The Art of Jazz

“When they study our civilization two thousand years from now, there will only be three things that Americans will be known for: the Constitution, baseball, and jazz.”

— Gerald Early

Imagine a country: imperfect, divided, diverse, contradictory, inchoate, in search of a more perfect union.

Now give that country a sound, a feeling, and a form.

Jazz is the soundtrack of American life. It is a prism through which we can see and make sense of our own history.

Jazz peels back the layers of American identity. It takes our national character and gives it shape.
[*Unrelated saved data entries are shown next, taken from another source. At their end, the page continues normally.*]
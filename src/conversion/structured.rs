//! Structured data transforms: JSON, YAML, and CSV.
//!
//! Parse failures are conversion failures (the path was legal, the payload was
//! not), never unsupported-conversion errors.

use serde_json::Value;

use crate::error::{Error, Result};

/// Re-serialize JSON with stable 2-space indentation.
///
/// This is both the JSON→plain-text rendering and the JSON→JSON
/// canonicalization path.
pub fn json_pretty(data: &[u8]) -> Result<String> {
    let value: Value = serde_json::from_slice(data)
        .map_err(|e| Error::conversion_failed(format!("invalid JSON: {e}")))?;
    serde_json::to_string_pretty(&value)
        .map_err(|e| Error::conversion_failed(format!("failed to serialize JSON: {e}")))
}

/// Parse JSON and emit it in YAML block form.
pub fn json_to_yaml(data: &[u8]) -> Result<String> {
    let value: Value = serde_json::from_slice(data)
        .map_err(|e| Error::conversion_failed(format!("invalid JSON: {e}")))?;
    serde_yaml::to_string(&value)
        .map_err(|e| Error::conversion_failed(format!("failed to emit YAML: {e}")))
}

/// Parse YAML and re-emit it in block form.
pub fn yaml_canonical(data: &[u8]) -> Result<String> {
    let value: serde_yaml::Value = serde_yaml::from_slice(data)
        .map_err(|e| Error::conversion_failed(format!("invalid YAML: {e}")))?;
    serde_yaml::to_string(&value)
        .map_err(|e| Error::conversion_failed(format!("failed to emit YAML: {e}")))
}

/// Parse CSV into a pretty-printed JSON array of records.
///
/// The first row supplies the headers; each subsequent non-blank row becomes
/// an object mapping header → trimmed field value. Rows shorter than the
/// header row are padded with empty strings.
pub fn csv_to_json(data: &[u8]) -> Result<String> {
    let mut reader = csv::ReaderBuilder::new()
        .trim(csv::Trim::All)
        .flexible(true)
        .from_reader(data);

    let headers = reader
        .headers()
        .map_err(|e| Error::conversion_failed(format!("invalid CSV: {e}")))?
        .clone();

    let mut records = Vec::new();
    for row in reader.records() {
        let row = row.map_err(|e| Error::conversion_failed(format!("invalid CSV: {e}")))?;
        let mut record = serde_json::Map::with_capacity(headers.len());
        for (i, header) in headers.iter().enumerate() {
            let field = row.get(i).unwrap_or("");
            record.insert(header.to_string(), Value::String(field.to_string()));
        }
        records.push(Value::Object(record));
    }

    serde_json::to_string_pretty(&Value::Array(records))
        .map_err(|e| Error::conversion_failed(format!("failed to serialize JSON: {e}")))
}

#[cfg(test)]
mod tests {
    use super::*;
    use assert_matches::assert_matches;

    #[test]
    fn test_json_pretty_two_space_indent() {
        let out = json_pretty(br#"{"name":"Alice","age":30}"#).unwrap();
        assert_eq!(out, "{\n  \"name\": \"Alice\",\n  \"age\": 30\n}");
    }

    #[test]
    fn test_json_pretty_preserves_key_order() {
        let out = json_pretty(br#"{"z":1,"a":2}"#).unwrap();
        assert!(out.find("\"z\"").unwrap() < out.find("\"a\"").unwrap());
    }

    #[test]
    fn test_json_pretty_rejects_invalid() {
        assert_matches!(json_pretty(b"{oops"), Err(Error::ConversionFailed(_)));
    }

    #[test]
    fn test_json_to_yaml_block_form() {
        let out = json_to_yaml(br#"{"name":"Alice","tags":["a","b"]}"#).unwrap();
        assert!(out.contains("name: Alice"));
        assert!(out.contains("- a"));
        assert!(out.contains("- b"));
    }

    #[test]
    fn test_yaml_canonical_round_trip() {
        let out = yaml_canonical(b"name: Alice\nage: 30\n").unwrap();
        assert!(out.contains("name: Alice"));
        assert!(out.contains("age: 30"));
    }

    #[test]
    fn test_yaml_canonical_rejects_invalid() {
        assert_matches!(
            yaml_canonical(b"key: [unclosed"),
            Err(Error::ConversionFailed(_))
        );
    }

    #[test]
    fn test_csv_to_json_basic() {
        let out = csv_to_json(b"name,age\nAlice,30\nBob,25").unwrap();
        let parsed: Value = serde_json::from_str(&out).unwrap();
        assert_eq!(
            parsed,
            serde_json::json!([
                {"name": "Alice", "age": "30"},
                {"name": "Bob", "age": "25"}
            ])
        );
    }

    #[test]
    fn test_csv_to_json_trims_fields() {
        let out = csv_to_json(b"name,age\n  Alice  , 30\n").unwrap();
        let parsed: Value = serde_json::from_str(&out).unwrap();
        assert_eq!(parsed[0]["name"], "Alice");
        assert_eq!(parsed[0]["age"], "30");
    }

    #[test]
    fn test_csv_to_json_pads_short_rows() {
        let out = csv_to_json(b"name,age,city\nAlice,30\n").unwrap();
        let parsed: Value = serde_json::from_str(&out).unwrap();
        assert_eq!(parsed[0]["city"], "");
    }

    #[test]
    fn test_csv_to_json_skips_blank_rows() {
        let out = csv_to_json(b"name,age\nAlice,30\n\nBob,25\n").unwrap();
        let parsed: Value = serde_json::from_str(&out).unwrap();
        assert_eq!(parsed.as_array().unwrap().len(), 2);
    }

    #[test]
    fn test_csv_to_json_headers_only() {
        let out = csv_to_json(b"name,age\n").unwrap();
        let parsed: Value = serde_json::from_str(&out).unwrap();
        assert_eq!(parsed, serde_json::json!([]));
    }

    #[test]
    fn test_csv_field_order_follows_headers() {
        let out = csv_to_json(b"name,age\nAlice,30\n").unwrap();
        assert!(out.find("\"name\"").unwrap() < out.find("\"age\"").unwrap());
    }
}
It was born in the Crescent City of New Orleans — established by the French in 1718, briefly ruled by Spain, a waystation for the ships and crews of the world, a part of America since 1803, and home to an unprecedented mixture of the world’s people, languages, cultures, and styles of music.

Its roots can be traced to the early 19th century and to the public, legal gathering of slaves in Congo Square, who brought a uniquely African form of music  — polyrhythmic, antiphonal, and unabashedly expressive — into public view.

It is a music of movement — marching bands and swing dances and waltzes and mazurkas. It contains within its DNA the genes of ragtime, the blues, and the sacred music of the baptist church — but also klezmer, calypso, and zydeco.

Jazz is a dialectic. It rewards individual expression and demands selfless collaboration. It is organized chaos. It emerges through feeling. It is the recipe of a thousand chefs.

To its detractors, jazz is an abomination — a “bolshevistic smashing of the rules and tenets of decorous music. A “willful ugliness.” A “deliberate vulgarity.”

But to its devotees, jazz is a barometer of freedom itself — a music Duke Ellington said “is the only unhampered, unhindered expression of complete freedom yet produced in this country.”

Jazz is more style than composition. One moment it was unknown — “a low noise in a low dive.” A moment later it was the center of everything, “the diversion of princes and millionaires,” an art form that could match a new tempo to the world and to American public life, “a restorative for the national nerve complaint, the great American noise.”

Its feeling, Wynton Marsalis says, is like the feeling you get going into your favorite grandmother’s house. You know there’s all kinds of things in there that you might not recognize, but it’s accumulated wisdom. Jazz is freedom of expression with a groove.

Jazz objectifies us. It’s an art form that helps us understand ourselves. It’s the art of negotiation. It’s the argument we keep having.

Jazz is a chance to decide how to let one’s personality emerge against the tapestry of a whole stage full of musicians doing the same thing, at the same time.

Jazz is like democracy itself. It’s a process that will not always go your way. It will force you to adjust.

Jazz is a way of wrestling with what to means to be human. “What comes out of your horn is what you understand about life, the texture of it, the absurdity of it, and the beauty of it.”

Jazz is all of it — the interweaving, the dueling, the calling and responding, the alternating, the texturing, the dominating and submitting, the euphoria and the sadness, moving, challenging, celebrating and reshaping.

Jazz is not the notes you play; it’s the notes you leave out.